Exercise objective:
If a line in the data below holds the word "crate", copy it.

Supplied records:
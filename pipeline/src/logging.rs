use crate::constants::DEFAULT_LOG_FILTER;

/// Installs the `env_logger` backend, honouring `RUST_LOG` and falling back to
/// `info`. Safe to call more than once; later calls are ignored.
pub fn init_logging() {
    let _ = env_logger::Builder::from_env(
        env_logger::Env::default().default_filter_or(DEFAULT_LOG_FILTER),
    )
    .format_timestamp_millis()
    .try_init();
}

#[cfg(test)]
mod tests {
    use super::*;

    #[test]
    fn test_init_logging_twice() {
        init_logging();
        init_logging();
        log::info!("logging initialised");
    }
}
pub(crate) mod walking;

Solved problem:
use crate::constants::DEFAULT_LOG_FILTER;
pub(crate) mod walking;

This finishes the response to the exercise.